Before you use the REST API, download the Cloud SDK and set up environment variables for your gcloud command-line tool access credentials and CDAP API endpoint.

Download and log in to the Cloud SDK

  1. Install and initialize the Cloud SDK.

  2. Log in to the Cloud SDK, using the gcloud command-line tool. Run:

    $ gcloud auth login
    

Set up environment variables

Set up environment variables for your gcloud command-line tool access credentials and the CDAP apiEndpoint of your Cloud Data Fusion instance.

export AUTH_TOKEN=$(gcloud auth print-access-token)
export CDAP_ENDPOINT=apiEndpoint

The CDAP_ENDPOINT can be obtained using either the gcloud command-line tool or the Cloud Data Fusion REST API. Make sure to use the value of the apiEndpoint, not the serviceEndpoint field. It has the format [hostname]/api

  • To set the CDAP_ENDPOINT to the apiEndpoint, you can use the gcloud beta data-fusion command:

    1. In a local terminal window or in Cloud Shell, specify your-instance-name, then run the following gcloud commands to set the CDAP_ENDPOINT environment variable to your instance's apiEndpoint.

      export INSTANCE_ID=your-instance-name
      
      export CDAP_ENDPOINT=$(gcloud beta data-fusion instances describe \
          --location=us-central1 \
          --format="value(apiEndpoint)" \
        ${INSTANCE_ID})
      
  • As an alternative, you can get the apiEndpoint by calling the Cloud Data Fusion REST API, then manually set the CDAP_ENDPOINT.

    1. Use the Try this API panel to submit an instances.get request:
      1. Fill in the name request parameter. Provide your project-id, instance location (the region, for example, "us-central1"), and instance-name in the following format:
        projects/project-id/locations/location/instances/instance-name
      2. Click "EXECUTE" to submit the request.
      3. Expand the panel to view apiEndpoint listed in the bHTTP response section.
      4. Run the following command (insert the value of your apiEndpoint).
        export CDAP_ENDPOINT=your-apiEndpoint
        

Deploy a pipeline

To deploy a Cloud Data Fusion pipeline, submit the following HTTP PUT request.

PUT -H "Authorization: Bearer ${AUTH_TOKEN}" "${CDAP_ENDPOINT}/v3/namespaces/namespace-id/apps/pipeline-name"
Parameter Description
namespace-id If your pipeline belongs to a Basic edition instance, the namespace ID is always default. If your pipeline belongs to an Enterprise edition instance, you can create a namespace.
pipeline-name Your pipeline name

For more information, see Create an Application on the CDAP documentation site.

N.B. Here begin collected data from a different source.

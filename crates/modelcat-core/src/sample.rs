//! Built-in sample catalog.
//!
//! One repository with two catalogs. `cat-1` holds two libraries of two
//! models each; `cat-2` holds a single-model library and an empty archive.

use crate::catalog::{Forest, ModelKind, ModelMetadata, TreeNode};
use crate::error::Result;
use chrono::{DateTime, TimeZone, Utc};

fn stamp(year: i32, month: u32, day: u32, hour: u32, min: u32) -> DateTime<Utc> {
    Utc.with_ymd_and_hms(year, month, day, hour, min, 0)
        .single()
        .unwrap_or_default()
}

/// The sample forest shown when no catalog file is given.
pub fn sample_forest() -> Result<Forest> {
    Forest::new(vec![sample_repository()])
}

fn sample_repository() -> TreeNode {
    TreeNode::repository("repo-1", "Enterprise Data Repository").with_children([
        TreeNode::catalog("cat-1", "Sales & Marketing").with_children([
            TreeNode::library("lib-1", "Customer Models").with_children([
                customer_master(),
                customer_segmentation(),
            ]),
            TreeNode::library("lib-2", "Order Management")
                .with_children([order_processing(), sales_analytics()]),
        ]),
        TreeNode::catalog("cat-2", "Finance").with_children([
            TreeNode::library("lib-3", "General Ledger").with_child(general_ledger()),
            TreeNode::library("lib-4", "Archived Models"),
        ]),
    ])
}

fn customer_master() -> TreeNode {
    let meta = ModelMetadata::new(
        ModelKind::Physical,
        "PostgreSQL 15",
        "2.3.1",
        stamp(2024, 1, 15, 10, 30),
        "John Smith",
    )
    .with_counts(24, 5, 31, 287)
    .with_description("Master data model for customer information across all channels")
    .with_created("Sarah Johnson", stamp(2023, 6, 1, 9, 0))
    .with_location("/Enterprise/Sales & Marketing/Customer Models")
    .with_tags(["customer", "master-data", "crm"]);
    TreeNode::model("model-1", "Customer Master", meta)
}

fn customer_segmentation() -> TreeNode {
    let meta = ModelMetadata::new(
        ModelKind::Logical,
        "PostgreSQL 15",
        "1.4.0",
        stamp(2024, 1, 12, 14, 5),
        "Emily Davis",
    )
    .checked_out("Emily Davis")
    .with_counts(9, 2, 11, 96)
    .with_description("Customer segments and scoring attributes for campaign targeting")
    .with_created("Emily Davis", stamp(2023, 9, 18, 11, 20))
    .with_location("/Enterprise/Sales & Marketing/Customer Models")
    .with_tags(["customer", "marketing", "analytics"]);
    TreeNode::model("model-2", "Customer Segmentation", meta)
}

fn order_processing() -> TreeNode {
    let meta = ModelMetadata::new(
        ModelKind::Physical,
        "Oracle 19c",
        "3.0.2",
        stamp(2024, 1, 10, 8, 45),
        "Michael Chen",
    )
    .locked()
    .with_counts(31, 8, 42, 356)
    .with_description("Order lifecycle from capture through fulfillment and invoicing")
    .with_created("Michael Chen", stamp(2022, 11, 3, 16, 0))
    .with_location("/Enterprise/Sales & Marketing/Order Management")
    .with_tags(["orders", "oltp", "fulfillment"]);
    TreeNode::model("model-3", "Order Processing", meta)
}

fn sales_analytics() -> TreeNode {
    let meta = ModelMetadata::new(
        ModelKind::Dimensional,
        "Snowflake",
        "1.1.0",
        stamp(2024, 1, 8, 17, 15),
        "Lisa Wong",
    )
    .with_counts(14, 6, 13, 168)
    .with_description("Star schema for sales reporting by region, product, and period")
    .with_created("Lisa Wong", stamp(2023, 3, 27, 10, 10))
    .with_location("/Enterprise/Sales & Marketing/Order Management")
    .with_tags(["sales", "warehouse", "reporting"]);
    TreeNode::model("model-4", "Sales Analytics", meta)
}

fn general_ledger() -> TreeNode {
    let meta = ModelMetadata::new(
        ModelKind::Physical,
        "SQL Server 2022",
        "4.2.0",
        stamp(2024, 1, 5, 9, 0),
        "Robert Taylor",
    )
    .checked_out("Robert Taylor")
    .with_counts(42, 10, 55, 512)
    .with_description("Chart of accounts, journals, and period balances")
    .with_created("Robert Taylor", stamp(2021, 7, 12, 13, 30))
    .with_location("/Enterprise/Finance/General Ledger")
    .with_tags(["finance", "gl", "compliance"]);
    TreeNode::model("model-5", "General Ledger Core", meta)
}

The body of the HTTP PUT request is a JSON object in the following format:

{
  "name": "MyPipeline",
  "artifact": {
    "name": "cdap-data-pipeline",
    "version": "6.0.0",
    "scope": "system"
  },
  "config": {
    . . .
    "connections": [ . . . ],
    "engine": "mapreduce",
    "postActions": [ . . . ],
    "stages": [ . . . ],
    "schedule": "0 * * * *",
  },
  "__ui__": {
    . . .
  }
}

For more information, see Pipeline Configuration File Format and Creating a Batch Pipeline on the CDAP documentation site.

Retrieve pipelines

Retrieve all pipelines

To list Cloud Data Fusion pipelines in the specified namespace, submit the following HTTP GET request.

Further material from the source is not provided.